Even so, China's Communist Party has shown that it will take big risks if economic development demands them. Hence the widespread closure and privatisation of state-owned enterprises in the past decade, with the loss of millions of jobs. The leadership knows that China's history has been one of recurring bloody upheavals by landless peasants; it is caught between wanting to retain control and wanting to avoid another upheaval. This is the moment to complete the unfinished business of rural reform.
------------------------------------------------------------------------------
Wiki's explanation on "civil society"

Civil society or civil institutions refers to the totality of voluntary civic and social organizations or institutions which form the basis of a functioning society as opposed to the force backed structures of a state (regardless of that state's political system).
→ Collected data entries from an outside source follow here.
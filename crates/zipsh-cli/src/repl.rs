//! The read-eval-print loop.

use std::io::{BufRead, Write};

use crossterm::style::Stylize;
use zipsh_core::{ArchiveCodec, DirPath, Session};

/// The `{user}@{host}:{current_dir}$ ` prompt.
#[derive(Debug, Clone)]
pub struct Prompt {
    user: String,
    host: String,
    color: bool,
}

impl Prompt {
    pub fn new(user: String, host: String, color: bool) -> Self {
        Self { user, host, color }
    }

    pub fn render(&self, cwd: &DirPath) -> String {
        let identity = format!("{}@{}", self.user, self.host);
        if self.color {
            format!("{}:{}$ ", identity.green().bold(), cwd.as_str().blue().bold())
        } else {
            format!("{identity}:{cwd}$ ")
        }
    }
}

/// Reads commands from `input` until `exit` or end of input.
///
/// Command output goes to `out`; failed commands and lines that are not
/// valid UTF-8 are reported on `err` and the loop continues.
pub fn run<C, R, W, E>(
    session: &mut Session<C>,
    prompt: &Prompt,
    mut input: R,
    mut out: W,
    mut err: E,
) -> anyhow::Result<()>
where
    C: ArchiveCodec,
    R: BufRead,
    W: Write,
    E: Write,
{
    let mut buf = Vec::new();
    loop {
        write!(out, "{}", prompt.render(session.current_dir()))?;
        out.flush()?;

        buf.clear();
        if input.read_until(b'\n', &mut buf)? == 0 {
            writeln!(out)?;
            tracing::info!("end of input");
            return Ok(());
        }
        let Ok(line) = std::str::from_utf8(&buf) else {
            tracing::warn!(bytes = buf.len(), "input line is not valid UTF-8");
            writeln!(err, "input is not valid UTF-8")?;
            continue;
        };

        match session.run_line(line) {
            Ok(result) => {
                for text in &result.output {
                    writeln!(out, "{text}")?;
                }
                if result.exit {
                    tracing::info!("exit");
                    return Ok(());
                }
            }
            Err(e) => {
                tracing::warn!(command = line.trim(), error = %e, "command failed");
                writeln!(err, "{e}")?;
            }
        }
    }
}
//! Archive codec: the byte-format layer below the shell.
//!
//! The rest of the crate only needs to list, extract and repack an
//! archive, which is captured by the [`ArchiveCodec`] trait.
//! [`ZipCodec`] is the implementation backed by the `zip` crate.

use std::fs::{self, File};
use std::io;
use std::path::{Component, Path};

use walkdir::WalkDir;
use zip::result::ZipError;
use zip::write::SimpleFileOptions;
use zip::{CompressionMethod, ZipArchive, ZipWriter};

use crate::config::settings::Compression;
use crate::error::{CoreError, CoreResult};

/// Archive formats recognised by file extension.
#[derive(Debug, Clone, Copy, PartialEq, Eq)]
pub enum ArchiveFormat {
    Zip,
}

impl ArchiveFormat {
    /// Detects the format from the path's extension (case-insensitive).
    ///
    /// # Errors
    ///
    /// Returns [`CoreError::UnsupportedFormat`] for any extension other
    /// than `.zip`, including no extension at all.
    pub fn detect(path: &Path) -> CoreResult<Self> {
        let ext = path
            .extension()
            .and_then(|ext| ext.to_str())
            .map(|ext| ext.to_ascii_lowercase());
        match ext.as_deref() {
            Some("zip") => Ok(Self::Zip),
            _ => Err(CoreError::UnsupportedFormat(path.to_path_buf())),
        }
    }
}

/// The operations the shell needs from an archive format.
pub trait ArchiveCodec {
    /// Returns the raw member names in archive order.
    fn list(&self, archive: &Path) -> CoreResult<Vec<String>>;
    /// Materialises every member of `archive` under `dest`.
    fn extract(&self, archive: &Path, dest: &Path) -> CoreResult<()>;
    /// Builds a new archive at `dest` from the contents of `src_dir`.
    ///
    /// Member names are relative to `src_dir`, so a `src_dir` holding a
    /// single folder produces an archive with that folder as its root.
    fn repack(&self, src_dir: &Path, dest: &Path) -> CoreResult<()>;
}

/// Zip implementation of [`ArchiveCodec`].
#[derive(Debug, Clone, Copy)]
pub struct ZipCodec {
    compression: CompressionMethod,
}

impl ZipCodec {
    pub fn new(compression: Compression) -> Self {
        let compression = match compression {
            Compression::Deflated => CompressionMethod::Deflated,
            Compression::Stored => CompressionMethod::Stored,
        };
        Self { compression }
    }
}

impl Default for ZipCodec {
    fn default() -> Self {
        Self::new(Compression::default())
    }
}

impl ArchiveCodec for ZipCodec {
    fn list(&self, archive: &Path) -> CoreResult<Vec<String>> {
        let mut zip = open_zip(archive)?;
        let mut names = Vec::with_capacity(zip.len());
        for idx in 0..zip.len() {
            let entry = zip.by_index(idx).map_err(|e| map_zip_error(archive, e))?;
            names.push(entry.name().to_string());
        }
        Ok(names)
    }

    fn extract(&self, archive: &Path, dest: &Path) -> CoreResult<()> {
        let mut zip = open_zip(archive)?;
        for idx in 0..zip.len() {
            let mut entry = zip.by_index(idx).map_err(|e| map_zip_error(archive, e))?;
            let Some(relative) = entry.enclosed_name().filter(|p| is_contained(p)) else {
                tracing::warn!(name = entry.name(), "blocked unsafe archive member");
                return Err(CoreError::InvalidArchive(format!(
                    "member escapes extraction directory: {}",
                    entry.name()
                )));
            };
            // Entry paths are NFC; the scratch layout has to match them.
            let out_path = dest.join(crate::nfc_string(&relative.to_string_lossy()));

            if entry.is_dir() {
                fs::create_dir_all(&out_path)?;
                continue;
            }
            if let Some(parent) = out_path.parent() {
                fs::create_dir_all(parent)?;
            }
            let mut out = File::create(&out_path)?;
            io::copy(&mut entry, &mut out)?;
        }
        tracing::debug!(archive = %archive.display(), dest = %dest.display(), "extracted archive");
        Ok(())
    }

    fn repack(&self, src_dir: &Path, dest: &Path) -> CoreResult<()> {
        let file = File::create(dest)?;
        let mut writer = ZipWriter::new(file);
        let options = SimpleFileOptions::default().compression_method(self.compression);

        let walker = WalkDir::new(src_dir).min_depth(1).sort_by_file_name();
        for item in walker {
            let item = item.map_err(|e| CoreError::Io(e.into()))?;
            let relative = item
                .path()
                .strip_prefix(src_dir)
                .map_err(|e| CoreError::Codec(e.to_string()))?;
            let mut name = member_name(relative);

            if item.file_type().is_dir() {
                name.push('/');
                writer
                    .add_directory(name, options)
                    .map_err(|e| map_zip_error(dest, e))?;
            } else {
                writer
                    .start_file(name, options)
                    .map_err(|e| map_zip_error(dest, e))?;
                let mut src = File::open(item.path())?;
                io::copy(&mut src, &mut writer)?;
            }
        }

        writer.finish().map_err(|e| map_zip_error(dest, e))?;
        tracing::debug!(src = %src_dir.display(), archive = %dest.display(), "repacked archive");
        Ok(())
    }
}

fn open_zip(path: &Path) -> CoreResult<ZipArchive<File>> {
    let file = File::open(path).map_err(|e| match e.kind() {
        io::ErrorKind::NotFound => CoreError::NotFound(path.to_path_buf()),
        io::ErrorKind::PermissionDenied => CoreError::PermissionDenied(path.to_path_buf()),
        _ => CoreError::Io(e),
    })?;
    ZipArchive::new(file).map_err(|e| map_zip_error(path, e))
}

fn map_zip_error(path: &Path, error: ZipError) -> CoreError {
    match error {
        ZipError::Io(e) => CoreError::Io(e),
        other => CoreError::Codec(format!("{}: {}", path.display(), other)),
    }
}

/// Rejects anything but plain relative components.
fn is_contained(path: &Path) -> bool {
    path.components()
        .all(|component| matches!(component, Component::Normal(_)))
}

/// Joins path components with `/`, the zip member separator on every platform.
fn member_name(relative: &Path) -> String {
    relative
        .components()
        .map(|c| c.as_os_str().to_string_lossy())
        .collect::<Vec<_>>()
        .join("/")
}

/// Builds a zip archive at `archive` holding `entries`.
///
/// Names ending with `/` become directories; files get their own name as
/// content. Used by tests across the crate to create fixtures without
/// touching the codec under test.
#[cfg(test)]
pub(crate) fn write_fixture(archive: &Path, entries: &[&str]) -> std::path::PathBuf {
    use std::io::Write;

    let file = File::create(archive).unwrap();
    let mut writer = ZipWriter::new(file);
    let options = SimpleFileOptions::default();
    for name in entries {
        if name.ends_with('/') {
            writer.add_directory(name.to_string(), options).unwrap();
        } else {
            writer.start_file(name.to_string(), options).unwrap();
            writer.write_all(name.as_bytes()).unwrap();
        }
    }
    writer.finish().unwrap();
    archive.to_path_buf()
}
While there are myriad definitions of civil society, the London School of Economics Centre for Civil Society working definition is illustrative:

Civil society refers to the arena of uncoerced collective action around shared interests, purposes and values. In theory, its institutional forms are distinct from those of the state, family and market, though in practice, the boundaries between state, civil society, family and market are often complex, blurred and negotiated. Civil society commonly embraces a diversity of spaces, actors and institutional forms, varying in their degree of formality, autonomy and power. Civil societies are often populated by organisations such as registered charities, development non-governmental organisations, community groups, women's organisations, faith-based organisations, professional associations, trades unions, self-help groups, social movements, business associations, coalitions and advocacy groups.

Examples of civil society institutions:

non-governmental organizations (NGOs)
private voluntary organizations (PVOs)
peoples' organizations
community-based organizations
civic clubs
trade unions
gender, cultural, and religious groups
charities
social and sports clubs
cooperatives
environmental groups
professional associations
academia
businesses
policy institutions
consumers/consumer organizations
the media
citizens' militia
religious organizations

Whether all of these institutions are by definition part of civil society is up for debate. Neera Chandoke, a scientist from India, thinks not. She concludes that only institutions that are critical of the state are the real thing, while the rest are merely not governmental. The notion here is that not every institution is a 'countervailing power' to the state. In developing countries, civil society is popular with aid donors because it can make government behave in a better way. But mock civil society organisations can exist that serve only to gain access to development aid.

The term civil society is currently often used by critics and activists as a reference to sources of resistance to and the domain of social life which needs to be protected against globalization. However, within the United Nations context, the phrase "civil society" has been a source of some controversy, as its meaning also includes businesses as well as private voluntary organisations – see United Nations: Partners in Civil Society.

On the other hand others see globalization as a social phenomenon bringing classical liberal values which inevitably lead to a larger role for civil society at the expense to politically derived state institutions.